**WORK TO BE COMPLETED**
Your response should contain every line from the data below that holds the string "inside".

**DATA FOR REVIEW**

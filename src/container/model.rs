use crate::{
    format::{clock_id::ClockId, header::Magic, layout::SectionLayout},
    foundation::{diag::Diagnostics, error::ResResult},
    layer::record::LayerRecord,
    raster::blob::ImageBlob,
    resolve::{
        refs::{ImageReference, Pool, RefId},
        session::PooledImage,
    },
};

/// Location-independent contents of a `.res` container.
///
/// Layers refer to images by [`RefId`], which indexes `images`. Section
/// offsets are not stored; encoding recomputes them.
#[derive(Clone, Debug, PartialEq, Eq)]
pub struct ResourceModel {
    /// Header tag variant.
    pub magic: Magic,
    /// Clock identifier.
    pub clock_id: ClockId,
    /// Thumbnail, absent when the section is empty.
    pub thumbnail: Option<ImageBlob>,
    /// Layer records in file order.
    pub layers: Vec<LayerRecord>,
    /// Deduplicated images; position is the [`RefId`].
    pub images: Vec<PooledImage>,
    /// Bytes after the last complete layer record.
    pub trailer: Vec<u8>,
}

impl ResourceModel {
    /// Empty model for a clock id.
    pub fn new(magic: Magic, clock_id: ClockId) -> Self {
        Self {
            magic,
            clock_id,
            thumbnail: None,
            layers: Vec::new(),
            images: Vec::new(),
            trailer: Vec::new(),
        }
    }

    /// Append an image and return its id.
    pub fn push_image(&mut self, pool: Pool, blob: ImageBlob) -> RefId {
        self.images.push(PooledImage { pool, blob });
        (self.images.len() - 1) as RefId
    }

    /// Image for an id.
    pub fn image(&self, ref_id: RefId) -> Option<&PooledImage> {
        self.images.get(ref_id as usize)
    }

    /// `(ref_id, image)` pairs in id order.
    pub fn images(&self) -> impl Iterator<Item = (RefId, &PooledImage)> {
        self.images
            .iter()
            .enumerate()
            .map(|(id, image)| (id as RefId, image))
    }

    /// `(ref_id, raster)` pairs; images whose pixels cannot be decoded yield
    /// their error without stopping the iteration.
    pub fn rasters(&self) -> impl Iterator<Item = (RefId, ResResult<image::RgbaImage>)> + '_ {
        self.images().map(|(id, image)| (id, image.blob.decode_rgba()))
    }
}

/// Side information from one decode: where each image came from and what
/// looked suspicious.
#[derive(Clone, Debug, PartialEq, Eq)]
pub struct DecodeReport {
    /// Section layout of the source file.
    pub layout: SectionLayout,
    /// Source `(offset, length)` of each image, indexed by [`RefId`].
    pub origins: Vec<ImageReference>,
    /// Non-fatal findings.
    pub diagnostics: Diagnostics,
}

/// Result of [`crate::decode`].
#[derive(Clone, Debug, PartialEq, Eq)]
pub struct Decoded {
    /// The container contents.
    pub model: ResourceModel,
    /// Provenance and diagnostics.
    pub report: DecodeReport,
}
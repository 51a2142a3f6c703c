use super::*;
use crate::raster::chunk::{ImageChunk, ImgType};

// thumb 32..40, image pool 40..140, z pool 140..300, layers 300..400.
fn layout() -> SectionLayout {
    SectionLayout {
        thumb_start: 32,
        thumb_len: 8,
        img_start: 40,
        img_len: 100,
        z_img_start: 140,
        layer_start: 300,
        file_len: 400,
    }
}

fn chunk() -> ImageChunk {
    ImageChunk::from_payload(ImgType::Rgb565, 1, 1, vec![0x00, 0xF8], false).unwrap()
}

// A valid 18-byte chunk at image-pool local 0 and z-pool absolute 140.
fn file() -> Vec<u8> {
    let mut file = vec![0u8; 400];
    let span = chunk().to_bytes().unwrap();
    file[40..58].copy_from_slice(&span);
    file[140..158].copy_from_slice(&span);
    file
}

#[test]
fn intern_copies_each_span_once() {
    let file = file();
    let opts = DecodeOpts::default();
    let mut ctx = DecodeContext::new(&file, layout(), &opts);

    let img = refs::resolve(0, 18, &layout()).unwrap();
    let z = refs::resolve(140, 18, &layout()).unwrap();
    assert_eq!(ctx.intern(img).unwrap(), 0);
    assert_eq!(ctx.intern(z).unwrap(), 1);
    assert_eq!(ctx.intern(img).unwrap(), 0);

    let (images, origins, diagnostics) = ctx.finish();
    assert_eq!(images.len(), 2);
    assert_eq!(images[0].pool, Pool::Image);
    assert_eq!(images[1].pool, Pool::ZImage);
    assert_eq!(images[0].blob.as_chunk(), Some(&chunk()));
    assert_eq!(origins, vec![img, z]);
    assert!(diagnostics.is_empty());
}

#[test]
fn judge_accepts_signed_spans_and_rejects_the_rest() {
    let file = file();
    let opts = DecodeOpts::default();
    let ctx = DecodeContext::new(&file, layout(), &opts);

    assert!(matches!(
        ctx.judge(0, 18),
        Verdict::Reference { confident: true, .. }
    ));
    assert!(matches!(
        ctx.judge(140, 18),
        Verdict::Reference { confident: true, .. }
    ));
    // Zeroed bytes carry no signature.
    assert!(matches!(
        ctx.judge(60, 20),
        Verdict::Literal { plausible: true, .. }
    ));
    assert!(matches!(
        ctx.judge(0, 0),
        Verdict::Literal { plausible: false, .. }
    ));
    assert!(matches!(
        ctx.judge(120, 20),
        Verdict::Literal { plausible: false, .. }
    ));
    assert!(matches!(
        ctx.judge(0, 8),
        Verdict::Literal { plausible: true, .. }
    ));
    assert!(matches!(
        ctx.judge(90, 20),
        Verdict::Literal { plausible: true, .. }
    ));
}

#[test]
fn lenient_policy_accepts_without_signature() {
    let file = file();
    let opts = DecodeOpts {
        plausibility: Plausibility::Lenient,
        ..DecodeOpts::default()
    };
    let ctx = DecodeContext::new(&file, layout(), &opts);
    assert!(matches!(
        ctx.judge(60, 20),
        Verdict::Reference { confident: false, .. }
    ));
}

#[test]
fn known_pairs_are_accepted_even_when_short() {
    let file = file();
    let opts = DecodeOpts {
        min_chunk_len: 64,
        ..DecodeOpts::default()
    };
    let mut ctx = DecodeContext::new(&file, layout(), &opts);
    assert!(matches!(ctx.judge(0, 18), Verdict::Literal { .. }));
    ctx.intern(refs::resolve(0, 18, &layout()).unwrap()).unwrap();
    assert!(matches!(
        ctx.judge(0, 18),
        Verdict::Reference { confident: true, .. }
    ));
}

#[test]
fn pool_builder_places_in_first_use_order() {
    let blob = ImageBlob::from_span(&chunk().to_bytes().unwrap());
    let raw = ImageBlob::from_span(&[0xAB; 4]);
    let images = vec![
        PooledImage {
            pool: Pool::Image,
            blob: blob.clone(),
        },
        PooledImage {
            pool: Pool::ZImage,
            blob,
        },
        PooledImage {
            pool: Pool::Image,
            blob: raw,
        },
    ];
    let mut pools = PoolBuilder::new(&images);
    pools.place(Pool::Image, 2).unwrap();
    pools.place(Pool::ZImage, 1).unwrap();
    pools.place(Pool::Image, 0).unwrap();
    pools.place(Pool::Image, 2).unwrap();
    assert!(pools.is_placed(0));
    assert_eq!(pools.img_len(), 22);
    assert_eq!(pools.z_img_len(), 18);

    let layout = SectionLayout::packed(32, 0, 22, 18, 0).unwrap();
    assert_eq!(pools.address(2, &layout).unwrap(), (0, 4));
    assert_eq!(pools.address(0, &layout).unwrap(), (4, 18));
    assert_eq!(pools.address(1, &layout).unwrap(), (layout.z_img_start, 18));

    assert_eq!(&pools.img_bytes()[..4], &[0xAB; 4]);
    assert_eq!(pools.z_img_bytes().len(), 18);
}

#[test]
fn pool_builder_rejects_bad_references() {
    let images = vec![PooledImage {
        pool: Pool::ZImage,
        blob: ImageBlob::from_span(&[1, 2, 3]),
    }];
    let mut pools = PoolBuilder::new(&images);
    assert!(pools.place(Pool::Image, 0).unwrap_err().is_structural());
    assert!(pools.place(Pool::ZImage, 5).unwrap_err().is_structural());
    let layout = SectionLayout::packed(32, 0, 0, 0, 0).unwrap();
    assert!(pools.address(0, &layout).is_err());
}
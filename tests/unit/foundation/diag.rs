use super::*;

fn diag(kind: DiagnosticKind, layer: Option<usize>) -> Diagnostic {
    Diagnostic {
        kind,
        layer,
        entry: None,
        offset: 0x40,
        message: "m".into(),
    }
}

#[test]
fn filters_by_layer_and_kind() {
    let mut diags = Diagnostics::default();
    diags.push(diag(DiagnosticKind::AmbiguousEntry, Some(0)));
    diags.push(diag(DiagnosticKind::UnknownField, Some(0)));
    diags.push(diag(DiagnosticKind::AmbiguousEntry, Some(2)));
    diags.push(diag(DiagnosticKind::TrailingData, None));

    assert_eq!(diags.len(), 4);
    assert_eq!(diags.for_layer(0).count(), 2);
    assert_eq!(diags.for_layer(1).count(), 0);
    assert_eq!(diags.of_kind(DiagnosticKind::AmbiguousEntry).count(), 2);
    assert_eq!(diags.items()[3].layer, None);
}

#[test]
fn json_omits_absent_indices() {
    let json = serde_json::to_value(diag(DiagnosticKind::AreaCount, None)).unwrap();
    assert_eq!(json["kind"], "area_count");
    assert!(json.get("layer").is_none());
    assert!(json.get("entry").is_none());
}
/// Generate the three scenarios for `phase` around the current `price`.
///
/// The snapshot supplies the ATR (with the 2% fallback) and the optional
/// EMA anchors for pullback scenarios.
pub fn generate_paths(
    phase: Phase,
    price: f64,
    snapshot: &IndicatorSnapshot,
) -> Vec<PathScenario> {
    let atr = snapshot.atr.unwrap_or(price * ATR_FALLBACK_PCT);
    let ema20 = snapshot.ema20;
    let ema50 = snapshot.ema50;

    match phase {
        Phase::Accumulation => vec![
            PathScenario {
                name: "Shakeout then breakout",
                probability_pct: ACCUMULATION_WEIGHTS[0],
                direction: Direction::Bullish,
                waypoints: vec![
                    Waypoint { level: price, label: "current price" },
                    Waypoint { level: price - atr, label: "shakeout low" },
                    Waypoint { level: price + 3.0 * atr, label: "breakout target" },
                ],
                rationale: "Accumulation is complete; a fake breakdown flushes \
                            weak hands before the markup begins",
                trap_targets: "stopped-out dip buyers and over-leveraged longs",
                confirmation_level: price + atr,
                invalidation_level: price - 2.0 * atr,
            },
            PathScenario {
                name: "Extended range accumulation",
                probability_pct: ACCUMULATION_WEIGHTS[1],
                direction: Direction::Neutral,
                waypoints: vec![
                    Waypoint { level: price, label: "current price" },
                    Waypoint { level: price - 0.5 * atr, label: "range low" },
                    Waypoint { level: price + 0.5 * atr, label: "range high" },
                ],
                rationale: "Accumulation is unfinished; price keeps oscillating \
                            inside the range on shrinking volume while open \
                            interest creeps up",
                trap_targets: "breakout chasers on both sides",
                confirmation_level: price + 0.5 * atr,
                invalidation_level: price - atr,
            },
            PathScenario {
                name: "Failed accumulation breakdown",
                probability_pct: ACCUMULATION_WEIGHTS[2],
                direction: Direction::Bearish,
                waypoints: vec![
                    Waypoint { level: price, label: "current price" },
                    Waypoint { level: price - 3.0 * atr, label: "breakdown target" },
                ],
                rationale: "Macro pressure or heavy supply overwhelms the range \
                            and the accumulation attempt fails",
                trap_targets: "early bottom fishers",
                confirmation_level: price - 1.5 * atr,
                invalidation_level: price,
            },
        ],
        Phase::Markup => vec![
            PathScenario {
                name: "Trend continuation",
                probability_pct: MARKUP_WEIGHTS[0],
                direction: Direction::Bullish,
                waypoints: vec![
                    Waypoint { level: price, label: "current price" },
                    Waypoint { level: price + 2.0 * atr, label: "next leg target" },
                ],
                rationale: "Momentum is intact; pullbacks stay shallow above the \
                            EMA20 shelf and volume expands on advances",
                trap_targets: "short sellers and sidelined buyers",
                confirmation_level: price + 0.5 * atr,
                invalidation_level: ema20.unwrap_or(price - atr),
            },
            PathScenario {
                name: "Pullback then higher",
                probability_pct: MARKUP_WEIGHTS[1],
                direction: Direction::Neutral,
                waypoints: vec![
                    Waypoint { level: price, label: "current price" },
                    Waypoint { level: price - 1.5 * atr, label: "pullback low" },
                    Waypoint { level: price + atr, label: "recovery target" },
                ],
                rationale: "Profit taking forces a dip into the EMA50 shelf \
                            before the trend resumes",
                trap_targets: "late chasers and over-leveraged longs",
                confirmation_level: ema50.unwrap_or(price - 1.5 * atr),
                invalidation_level: ema50.unwrap_or(price - 2.0 * atr),
            },
            PathScenario {
                name: "Trend reversal",
                probability_pct: MARKUP_WEIGHTS[2],
                direction: Direction::Bearish,
                waypoints: vec![
                    Waypoint { level: price, label: "current price" },
                    Waypoint { level: price - 3.0 * atr, label: "reversal target" },
                ],
                rationale: "Distribution has already happened into the strength \
                            and the trend rolls over",
                trap_targets: "trend-following longs",
                confirmation_level: price - 1.5 * atr,
                invalidation_level: price,
            },
        ],
        Phase::Distribution => vec![
            PathScenario {
                name: "Bull trap then dump",
                probability_pct: DISTRIBUTION_WEIGHTS[0],
                direction: Direction::Bearish,
                waypoints: vec![
                    Waypoint { level: price, label: "current price" },
                    Waypoint { level: price + atr, label: "false breakout" },
                    Waypoint { level: price - 3.0 * atr, label: "markdown target" },
                ],
                rationale: "A final push above the range draws in late buyers \
                            before distribution completes and supply takes over",
                trap_targets: "breakout chasers and FOMO longs",
                confirmation_level: price - atr,
                invalidation_level: price + 1.5 * atr,
            },
            PathScenario {
                name: "High-level churn",
                probability_pct: DISTRIBUTION_WEIGHTS[1],
                direction: Direction::Neutral,
                waypoints: vec![
                    Waypoint { level: price, label: "current price" },
                    Waypoint { level: price - 0.5 * atr, label: "range low" },
                    Waypoint { level: price + 0.5 * atr, label: "range high" },
                ],
                rationale: "Distribution is unfinished; price churns near the \
                            high on fading volume while inventory changes hands",
                trap_targets: "two-way breakout traders",
                confirmation_level: price + 0.5 * atr,
                invalidation_level: price - atr,
            },
            PathScenario {
                name: "Squeeze continuation",
                probability_pct: DISTRIBUTION_WEIGHTS[2],
                direction: Direction::Bullish,
                waypoints: vec![
                    Waypoint { level: price, label: "current price" },
                    Waypoint { level: price + 3.0 * atr, label: "extension target" },
                ],
                rationale: "Fresh inflows overwhelm the sellers and the expected \
                            distribution fails upward",
                trap_targets: "early shorts",
                confirmation_level: price + 1.5 * atr,
                invalidation_level: price - atr,
            },
        ],
        Phase::Markdown => vec![
            PathScenario {
                name: "Downtrend continuation",
                probability_pct: MARKDOWN_WEIGHTS[0],
                direction: Direction::Bearish,
                waypoints: vec![
                    Waypoint { level: price, label: "current price" },
                    Waypoint { level: price - 2.0 * atr, label: "next leg target" },
                ],
                rationale: "Sellers remain in control; bounces fade below the \
                            EMA20 shelf on shrinking volume",
                trap_targets: "knife catchers and early longs",
                confirmation_level: price - 0.5 * atr,
                invalidation_level: ema20.unwrap_or(price + atr),
            },
            PathScenario {
                name: "Relief bounce",
                probability_pct: MARKDOWN_WEIGHTS[1],
                direction: Direction::Neutral,
                waypoints: vec![
                    Waypoint { level: price, label: "current price" },
                    Waypoint { level: price + 1.5 * atr, label: "bounce high" },
                    Waypoint { level: price - atr, label: "resumption target" },
                ],
                rationale: "An oversold bounce relieves the pressure without \
                            changing the larger downtrend",
                trap_targets: "bottom buyers and bounce chasers",
                confirmation_level: ema20.unwrap_or(price + atr),
                invalidation_level: ema50.unwrap_or(price + 2.0 * atr),
            },
            PathScenario {
                name: "Capitulation reversal",
                probability_pct: MARKDOWN_WEIGHTS[2],
                direction: Direction::Bullish,
                waypoints: vec![
                    Waypoint { level: price, label: "current price" },
                    Waypoint { level: price + 3.0 * atr, label: "reversal target" },
                ],
                rationale: "Panic selling exhausts the sellers and buyers \
                            reverse the move hard off the lows",
                trap_targets: "late shorts and panic sellers",
                confirmation_level: price + atr,
                invalidation_level: price - 1.5 * atr,
            },
        ],
        Phase::Rebalancing => vec![
            PathScenario {
                name: "Upside resolution",
                probability_pct: REBALANCING_WEIGHTS[0],
                direction: Direction::Bullish,
                waypoints: vec![
                    Waypoint { level: price, label: "current price" },
                    Waypoint { level: price + 2.0 * atr, label: "breakout target" },
                ],
                rationale: "The compression resolves higher once the range \
                            stops absorbing bids",
                trap_targets: "shorts and fence sitters",
                confirmation_level: price + atr,
                invalidation_level: price - 0.5 * atr,
            },
            PathScenario {
                name: "Downside resolution",
                probability_pct: REBALANCING_WEIGHTS[1],
                direction: Direction::Bearish,
                waypoints: vec![
                    Waypoint { level: price, label: "current price" },
                    Waypoint { level: price - 2.0 * atr, label: "breakdown target" },
                ],
                rationale: "The compression resolves lower once bids thin out \
                            under the range",
                trap_targets: "longs and dip buyers",
                confirmation_level: price - atr,
                invalidation_level: price + 0.5 * atr,
            },
            PathScenario {
                name: "Continued balance",
                probability_pct: REBALANCING_WEIGHTS[2],
                direction: Direction::Neutral,
                waypoints: vec![
                    Waypoint { level: price, label: "current price" },
                    Waypoint { level: price - 0.5 * atr, label: "range low" },
                    Waypoint { level: price + 0.5 * atr, label: "range high" },
                ],
                rationale: "Neither side has an edge; the auction keeps \
                            rotating inside the range on shrinking volume",
                trap_targets: "breakout traders on both sides",
                confirmation_level: price + 0.5 * atr,
                invalidation_level: price - atr,
            },
        ],
    }
}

**THE COMPLETED TASK**
                            inside the range on shrinking volume while open \
                            rotating inside the range on shrinking volume",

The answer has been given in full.